2 “Novel biomimetic scaffold” and “Modern technology” been developed for more accuracy on positioning and viability, complexity, interaction etc., using micro and nanotechnology for production and analytical control through tools.3 Micro and nanotechnology are providing them simple substrate for adhesion and proliferation and active agents for their growth. Nanofabrication techniques, materials science,

surface, micro and nano-patterning in tissue engineering helps in providing best microenvironment where cells have to grow.4 There are several benefits of using micro and nanofabrication techniques for tissue engineering (Fig. 1). Nanotechnology C59 wnt can be used to create nanofibers, nanopatterns and controlled-release nanoparticles with applications in tissue engineering, for mimicking native tissues since biomaterials to be engineered is of nanometre size like extracellular fluids, bone marrow, cardiac tissues etc.5 It is the tools for form biomimic scaffold, and used for bone, cardiac muscle tissue engineering.

To guide cell orientation and form blood vessel-like see more structures aligned poly(L-lactic-co-ε-caprolactone) nanofibres were used.6 Using poly(lactic- co -glycolide) and poly(l-lactic acid) scaffolds neural stem cells were studied7 and these fibres are able to control scaffold function i.e. biomimicked the adhesion surface, also nanofibres with core–shell structure were used for “Controlled Release” of encapsulated molecules.8 Various nanostructures found naturally in the body (Fig. 2). Basement membrane for adhesion and affects other cellular behaviour is of 5–200 nm9 (Fig. 3).
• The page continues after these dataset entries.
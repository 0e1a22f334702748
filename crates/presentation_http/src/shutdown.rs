//! Bounded graceful shutdown
//!
//! Once the shutdown signal has fired, open connections get
//! `server.shutdown_timeout_secs` to finish before the server future is
//! dropped.

use std::{future::IntoFuture, time::Duration};

use tokio::sync::oneshot;
use tracing::{info, warn};

/// How the server future ended
#[derive(Debug, Clone, Copy, PartialEq, Eq)]
pub enum DrainOutcome {
    /// The server stopped on its own, before or within the deadline
    Completed,
    /// Connections were still open when the deadline passed
    TimedOut,
}

/// Drive `server` to completion, cutting it off `deadline` after `draining` fires
///
/// A dropped `draining` sender means shutdown never started, so the server
/// runs unbounded.
///
/// # Errors
///
/// Returns the server's own error if it fails before the deadline.
pub async fn run_with_drain_deadline<S, E>(
    server: S,
    draining: oneshot::Receiver<()>,
    deadline: Duration,
) -> Result<DrainOutcome, E>
where
    S: IntoFuture<Output = Result<(), E>>,
{
    let server = server.into_future();
    tokio::pin!(server);

    tokio::select! {
        res = &mut server => return res.map(|()| DrainOutcome::Completed),
        Ok(()) = draining => {},
    }

    info!(?deadline, "Draining open connections");
    match tokio::time::timeout(deadline, server).await {
        Ok(res) => res.map(|()| DrainOutcome::Completed),
        Err(_) => {
            warn!(?deadline, "Connections still open after shutdown timeout, closing");
            Ok(DrainOutcome::TimedOut)
        },
    }
}
//! Route lookup settings.

use std::time::Duration;

use serde::{Deserialize, Serialize};

/// Bounds applied by the route service to each outbound call
#[derive(Debug, Clone, Serialize, Deserialize)]
pub struct ResolverConfig {
    /// Timeout for each geocoding or routing call, in seconds
    #[serde(default = "default_call_timeout_secs")]
    pub call_timeout_secs: u64,
}

const fn default_call_timeout_secs() -> u64 {
    10
}

impl Default for ResolverConfig {
    fn default() -> Self {
        Self {
            call_timeout_secs: default_call_timeout_secs(),
        }
    }
}

impl ResolverConfig {
    #[must_use]
    pub const fn call_timeout(&self) -> Duration {
        Duration::from_secs(self.call_timeout_secs)
    }

    pub(crate) fn validate(&self) -> Result<(), String> {
        if self.call_timeout_secs == 0 {
            return Err("resolver.call_timeout_secs must be greater than zero".to_string());
        }
        Ok(())
    }
}
//! Application state shared across handlers

use std::sync::Arc;

use application::{AccountService, DatabaseHealthPort, RouteService};
use infrastructure::{AppConfig, PageRenderer};

use crate::session::SessionStore;

/// Shared application state
#[derive(Clone)]
pub struct AppState {
    pub route_service: Arc<RouteService>,
    pub account_service: Arc<AccountService>,
    pub sessions: Arc<SessionStore>,
    pub pages: PageRenderer,
    /// Readiness check target
    pub database: Arc<dyn DatabaseHealthPort>,
    pub config: Arc<AppConfig>,
}

impl std::fmt::Debug for AppState {
    fn fmt(&self, f: &mut std::fmt::Formatter<'_>) -> std::fmt::Result {
        f.debug_struct("AppState")
            .field("route_service", &self.route_service)
            .field("sessions", &self.sessions.len())
            .finish_non_exhaustive()
    }
}
//! Named rate-limit rules and their process-lifetime registry.

use std::collections::{HashMap, HashSet};

use parking_lot::RwLock;
use serde::{Deserialize, Serialize};

use crate::error::{Error, Result};

/// One named limiting policy.
///
/// Rules are immutable once registered; redefinition replaces the whole
/// rule (last write wins by name).
#[derive(Debug, Clone, Serialize, Deserialize, PartialEq)]
pub struct Rule {
    /// Registry key, also embedded in counter storage keys.
    pub name: String,
    /// Window length in milliseconds.
    pub window_ms: u64,
    /// Requests allowed per window.
    pub max_requests: u64,
    /// Cooldown after the limit is hit. Defaults to the window length.
    #[serde(default, skip_serializing_if = "Option::is_none")]
    pub block_duration_ms: Option<u64>,
    /// When present, identifiers absent from this set are denied outright.
    #[serde(default, skip_serializing_if = "Option::is_none")]
    pub allow_list: Option<HashSet<String>>,
    /// Identifiers denied unconditionally. Checked before the allow list.
    #[serde(default, skip_serializing_if = "Option::is_none")]
    pub deny_list: Option<HashSet<String>>,
}

impl Rule {
    /// A plain counting rule with no lists and default block duration.
    pub fn new(name: impl Into<String>, window_ms: u64, max_requests: u64) -> Self {
        Self {
            name: name.into(),
            window_ms,
            max_requests,
            block_duration_ms: None,
            allow_list: None,
            deny_list: None,
        }
    }

    pub fn with_block_duration(mut self, block_duration_ms: u64) -> Self {
        self.block_duration_ms = Some(block_duration_ms);
        self
    }

    pub fn with_allow_list(mut self, identifiers: impl IntoIterator<Item = String>) -> Self {
        self.allow_list = Some(identifiers.into_iter().collect());
        self
    }

    pub fn with_deny_list(mut self, identifiers: impl IntoIterator<Item = String>) -> Self {
        self.deny_list = Some(identifiers.into_iter().collect());
        self
    }

    /// Effective cooldown once the limit is hit.
    pub fn block_duration(&self) -> u64 {
        self.block_duration_ms.unwrap_or(self.window_ms)
    }

    /// Reject malformed rules at registration time rather than at use time.
    pub fn validate(&self) -> Result<()> {
        if self.name.is_empty() {
            return Err(Error::Config("rule name must not be empty".to_string()));
        }
        if self.name.contains(':') {
            return Err(Error::Config(format!(
                "rule name '{}' must not contain ':'",
                self.name
            )));
        }
        if self.window_ms == 0 {
            return Err(Error::Config(format!(
                "rule '{}': window_ms must be positive",
                self.name
            )));
        }
        if self.max_requests == 0 {
            return Err(Error::Config(format!(
                "rule '{}': max_requests must be positive",
                self.name
            )));
        }
        if self.block_duration_ms == Some(0) {
            return Err(Error::Config(format!(
                "rule '{}': block_duration_ms must be positive when set",
                self.name
            )));
        }
        Ok(())
    }

    /// Deny-list membership wins over everything else.
    pub fn is_denied(&self, identifier: &str) -> bool {
        self.deny_list
            .as_ref()
            .is_some_and(|set| set.contains(identifier))
    }

    /// An allow list turns the rule into default-deny for anyone unlisted.
    pub fn is_outside_allow_list(&self, identifier: &str) -> bool {
        self.allow_list
            .as_ref()
            .is_some_and(|set| !set.contains(identifier))
    }
}

/// In-memory name→rule mapping. No persistence; rules live for the
/// lifetime of the process and are re-seeded at startup.
#[derive(Default)]
pub struct RuleRegistry {
    rules: RwLock<HashMap<String, Rule>>,
}

impl RuleRegistry {
    pub fn new() -> Self {
        Self::default()
    }

    /// Register or replace a rule. Validation failures leave any existing
    /// rule of the same name untouched.
    pub fn define(&self, rule: Rule) -> Result<()> {
        rule.validate()?;
        self.rules.write().insert(rule.name.clone(), rule);
        Ok(())
    }

    /// Look up a rule, cloning it out of the registry.
    pub fn get(&self, name: &str) -> Option<Rule> {
        self.rules.read().get(name).cloned()
    }

    /// Like `get` but mapping absence to the hard error callers propagate.
    pub fn resolve(&self, name: &str) -> Result<Rule> {
        self.get(name).ok_or_else(|| Error::UnknownRule(name.to_string()))
    }

    pub fn remove(&self, name: &str) -> bool {
        self.rules.write().remove(name).is_some()
    }

    pub fn names(&self) -> Vec<String> {
        self.rules.read().keys().cloned().collect()
    }

    pub fn len(&self) -> usize {
        self.rules.read().len()
    }

    pub fn is_empty(&self) -> bool {
        self.rules.read().is_empty()
    }
}

// ====== Tests ======

#[cfg(test)]
mod tests {
    use super::*;
    use assert_matches::assert_matches;

    #[test]
    fn test_validate_rejects_bad_rules() {
        assert_matches!(Rule::new("", 1_000, 5).validate(), Err(Error::Config(_)));
        assert_matches!(Rule::new("api", 0, 5).validate(), Err(Error::Config(_)));
        assert_matches!(Rule::new("api", 1_000, 0).validate(), Err(Error::Config(_)));
        assert_matches!(
            Rule::new("api:v2", 1_000, 5).validate(),
            Err(Error::Config(_))
        );
        assert_matches!(
            Rule::new("api", 1_000, 5).with_block_duration(0).validate(),
            Err(Error::Config(_))
        );
        assert!(Rule::new("api", 1_000, 5).validate().is_ok());
    }

    #[test]
    fn test_block_duration_defaults_to_window() {
        let rule = Rule::new("api", 60_000, 100);
        assert_eq!(rule.block_duration(), 60_000);
        let rule = rule.with_block_duration(5_000);
        assert_eq!(rule.block_duration(), 5_000);
    }

    #[test]
    fn test_list_membership() {
        let rule = Rule::new("api", 1_000, 5)
            .with_allow_list(["alice".to_string()])
            .with_deny_list(["mallory".to_string()]);

        assert!(rule.is_denied("mallory"));
        assert!(!rule.is_denied("alice"));
        assert!(!rule.is_outside_allow_list("alice"));
        assert!(rule.is_outside_allow_list("bob"));

        // No allow list means nobody is "outside" it.
        let open = Rule::new("open", 1_000, 5);
        assert!(!open.is_outside_allow_list("anyone"));
    }

    #[test]
    fn test_registry_last_write_wins() {
        let registry = RuleRegistry::new();
        registry.define(Rule::new("api", 1_000, 5)).unwrap();
        registry.define(Rule::new("api", 2_000, 10)).unwrap();

        let rule = registry.get("api").unwrap();
        assert_eq!(rule.window_ms, 2_000);
        assert_eq!(registry.len(), 1);
    }

    #[test]
    fn test_resolve_unknown_is_hard_error() {
        let registry = RuleRegistry::new();
        assert_matches!(registry.resolve("ghost"), Err(Error::UnknownRule(name)) if name == "ghost");
    }

    #[test]
    fn test_invalid_redefinition_keeps_existing() {
        let registry = RuleRegistry::new();
        registry.define(Rule::new("api", 1_000, 5)).unwrap();
        assert!(registry.define(Rule::new("api", 0, 5)).is_err());
        assert_eq!(registry.get("api").unwrap().window_ms, 1_000);
    }
}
Chemically cell density increases when poly(lactic-co-glycolide) over nanosurface is treated with NaOH.10 E-beam lithography is useful in nano tissue engineering.11 Nanotechnology

helps to improved regulation of cell adhesion and vascularisation e.g. compatible epithelial basement membrane like structure formed from carbon nanotube in osteoblast cells adhesion also nanofibres on glass as substrate used for same but earlier one is more efficient.12 Methods for inducing self assembly in tissue engineering are biomimetic coating, electrolytic deposition (ELD) and pH induction and many materials used such as peptide amphiphile (PA), hyaluronan, chitosan, and apatite/amelogenin.5 and 13 Sheets/fibres of self assembled peptides formed because of hydrophobic and hydrophilic regions and further assembly is because of charge shielding in the form of hydrogels.